FORT LEE, Va. –
In 2006, Col. John Lyle retired from the Air Force. He had reached a professional crossroads. Behind him lay years of honorable military service. After examining the options ahead, he took the first steps in pursuit of a civil service career.
Luckily for Lyle, his second career was invigorated by experience, to include a three-year stop at Defense Contract Management Agency — the organization that recently named him its deputy director.
“My prior contact management office experience is quite dated, so I will use it, but temper it with prudent input from current CMO leaders and headquarters staff prior to recommending or making decisions that would impact the agency,” he said.
To read more on Lyle’s extensive acquisition experience, click here. To read his new command blog, click here (login required).
“John is a prior DCMA CMO commander and has an impressive record through several dozen increasingly challenging active duty and civilian acquisition positions,” said Navy Vice Adm. David Lewis, the agency’s director. “He served in a command assignment with DCMA during a pivotal time, leading our Northrop Grumman office in Melbourne, Florida, from 1999 to 2001, as the agency transitioned away from the Defense Logistics Agency to the independent organization we are today.”
Today, the two defense acquisition leaders share an office wall for the same independent organization Lyle helped launch almost 20 years ago. During the last two decades, DCMA’s warfighter support mission has shifted to meet customer needs: the technology of acquisition, the agency’s policies and structure, defense budget spending, America’s global adversaries, and much more. To meet the challenges that often accompany change, Lyle relies on his flexibility.
“My leadership style is situational depending on the people I’m leading, required mission to accomplish, and time to accomplish it: maturity level, experience, education, required mission and tasking, time for completion, etc.,” he said. “My motto has always been and continues to be: ‘Mission First, People Always.’”

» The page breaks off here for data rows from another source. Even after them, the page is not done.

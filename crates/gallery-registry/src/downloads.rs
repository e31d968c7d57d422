//! Best-effort download recording.
//!
//! Events go through a bounded queue drained by a background thread, so a
//! resolve never waits on the catalog's write lock. When the queue is full
//! the event is dropped. The worker hands the catalog whatever is pending as
//! one batch, so snapshot writes scale with batches rather than events.

use std::sync::atomic::{AtomicU64, Ordering};
use std::sync::mpsc::{self, SyncSender, TrySendError};
use std::sync::Arc;
use std::thread::JoinHandle;

use gallery_core::DownloadEvent;
use parking_lot::Mutex;

use crate::catalog::CatalogStore;
use crate::error::Result;

/// Most events handed to the catalog at once.
pub const MAX_BATCH: usize = 256;

/// Asynchronous sink for download events.
pub struct DownloadRecorder {
    sender: Mutex<Option<SyncSender<DownloadEvent>>>,
    worker: Mutex<Option<JoinHandle<()>>>,
    dropped: Arc<AtomicU64>,
}

impl DownloadRecorder {
    /// Start a worker that appends batches of events to `catalog`.
    ///
    /// `capacity` is clamped to at least one pending event.
    pub fn spawn(catalog: Arc<dyn CatalogStore>, capacity: usize) -> Result<Self> {
        let (sender, receiver) = mpsc::sync_channel::<DownloadEvent>(capacity.max(1));
        let worker = std::thread::Builder::new()
            .name("gallery-downloads".to_string())
            .spawn(move || {
                for first in &receiver {
                    let mut batch = vec![first];
                    batch.extend(receiver.try_iter().take(MAX_BATCH - 1));
                    match catalog.record_downloads(&batch) {
                        Ok(recorded) => tracing::trace!(
                            received = batch.len(),
                            recorded,
                            "download batch recorded"
                        ),
                        Err(e) => tracing::warn!(
                            events = batch.len(),
                            error = %e,
                            "failed to record downloads"
                        ),
                    }
                }
            })?;

        Ok(DownloadRecorder {
            sender: Mutex::new(Some(sender)),
            worker: Mutex::new(Some(worker)),
            dropped: Arc::new(AtomicU64::new(0)),
        })
    }

    /// Queue an event without blocking. Returns whether it was accepted.
    pub fn submit(&self, event: DownloadEvent) -> bool {
        let guard = self.sender.lock();
        let Some(sender) = guard.as_ref() else {
            self.dropped.fetch_add(1, Ordering::Relaxed);
            return false;
        };
        match sender.try_send(event) {
            Ok(()) => true,
            Err(TrySendError::Full(event)) => {
                self.dropped.fetch_add(1, Ordering::Relaxed);
                tracing::warn!(id = %event.id, version = %event.version, "download queue full, event dropped");
                false
            }
            Err(TrySendError::Disconnected(event)) => {
                self.dropped.fetch_add(1, Ordering::Relaxed);
                tracing::warn!(id = %event.id, version = %event.version, "download worker gone, event dropped");
                false
            }
        }
    }

    /// Number of events dropped so far.
    pub fn dropped(&self) -> u64 {
        self.dropped.load(Ordering::Relaxed)
    }

    /// Stop accepting events and wait for the queue to drain.
    pub fn close(&self) {
        drop(self.sender.lock().take());
        if let Some(worker) = self.worker.lock().take() {
            if worker.join().is_err() {
                tracing::error!("download worker panicked");
            }
        }
    }
}

impl Drop for DownloadRecorder {
    fn drop(&mut self) {
        self.close();
    }
}

impl std::fmt::Debug for DownloadRecorder {
    fn fmt(&self, f: &mut std::fmt::Formatter<'_>) -> std::fmt::Result {
        f.debug_struct("DownloadRecorder")
            .field("dropped", &self.dropped())
            .finish_non_exhaustive()
    }
}

#[cfg(test)]
mod tests {
    use super::*;
    use crate::catalog::{MemoryCatalog, NewPackage};
    use gallery_core::{ApiKey, ArtifactDigest, PackageVersion, Principal};

    fn catalog_with_package() -> Arc<MemoryCatalog> {
        let catalog = Arc::new(MemoryCatalog::new());
        let owner = Principal {
            username: "alice".into(),
            api_key: ApiKey::generate(),
        };
        catalog
            .insert_package(
                NewPackage {
                    id: "A".into(),
                    version: PackageVersion::new(1, 0, 0),
                    external_url: None,
                    dependencies: Vec::new(),
                    digest: ArtifactDigest::of(b"a"),
                    description: None,
                    authors: Vec::new(),
                },
                &owner,
                &|_| Ok(()),
            )
            .unwrap();
        catalog
    }

    fn event(n: u64) -> DownloadEvent {
        DownloadEvent {
            id: "A".into(),
            version: PackageVersion::new(1, 0, 0),
            address: "127.0.0.1".into(),
            agent: "test".into(),
            timestamp: n,
        }
    }

    #[test]
    fn events_are_drained_on_close() {
        let catalog = catalog_with_package();
        let recorder = DownloadRecorder::spawn(catalog.clone(), 64).unwrap();
        for n in 0..10 {
            assert!(recorder.submit(event(n)));
        }
        recorder.close();

        assert_eq!(catalog.download_log().unwrap().len(), 10);
        assert_eq!(recorder.dropped(), 0);
    }

    #[test]
    fn burst_larger_than_a_batch_is_fully_recorded() {
        let catalog = catalog_with_package();
        let recorder = DownloadRecorder::spawn(catalog.clone(), MAX_BATCH * 3).unwrap();
        let total = MAX_BATCH * 2 + 7;
        for n in 0..total {
            assert!(recorder.submit(event(n as u64)));
        }
        recorder.close();

        let log = catalog.download_log().unwrap();
        assert_eq!(log.len(), total);
        assert_eq!(log.last().unwrap().timestamp, total as u64 - 1);
        assert_eq!(
            catalog.find_registration("a").unwrap().unwrap().download_count,
            total as u64
        );
    }

    #[test]
    fn submit_after_close_is_dropped() {
        let recorder = DownloadRecorder::spawn(catalog_with_package(), 1).unwrap();
        recorder.close();
        assert!(!recorder.submit(event(0)));
        assert_eq!(recorder.dropped(), 1);
    }

    #[test]
    fn unknown_package_does_not_stop_worker() {
        let catalog = catalog_with_package();
        let recorder = DownloadRecorder::spawn(catalog.clone(), 8).unwrap();
        let mut ghost = event(0);
        ghost.id = "ghost".into();
        recorder.submit(ghost);
        recorder.submit(event(1));
        recorder.close();
        assert_eq!(catalog.download_log().unwrap().len(), 1);
    }
}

As for the plans and decision making that will impact agency team members, Lyle said he “learned a long time ago new leaders must be careful not to use the ‘new broom’ technique when assuming a new role. I will observe and assess the organization before discussing possible changes with the director.”
During a recent global all hands, Lewis demonstrated the important continuity role Lyle will soon play. Lewis explained that while he has only one or two years left with the agency, Lyle could be second in command for at least five years, so much of what the pair will begin, Lyle will finish.
“The agency will benefit greatly from John’s broad experience across a wide cross section of our customer base, and exceptional leadership experience, both in uniform and as a civilian, at all levels of our defense acquisition organizations,” he said. “The entire DCMA family can look forward to his dynamic leadership, which will deliver outstanding results for our warfighters.”
Due to the high-paced operational tempo of Department of Defense contracting, Lyle will most likely leave DCMA with ongoing initiatives himself.
“We have many challenges facing the defense acquisition and contracting community over the next 10 years,” he said. “From budget reductions, the balanced budget reform act, to an inexperienced workforce, to information technology, we have many more challenges than resources to address them. But, as has always been the case, from the most junior to the most senior, I’m impressed by the dedication, professionalism and intelligence of our workforce to address the challenges.”
That workforce includes approximately 12,000 civilians and military personnel at more than 1,000 locations. Their responsibilities help execute worldwide contract management responsibilities covering more than 19,000 contractors and more than 345,000 active contracts with over $250 billion in unliquidated obligations.
DCMA represents a large number of people with critical responsibilities and billions of dollars on the line. For Lyle, he spent his professional career preparing for his current position, and he seems excited to get started.
“I’m humbled and honored to be your deputy director, especially as your first Tier III (Senior Executive Service) deputy director,” he said. “DCMA has a reputation of being a value-added mission partner, and I’m eager to help add to the accolades.”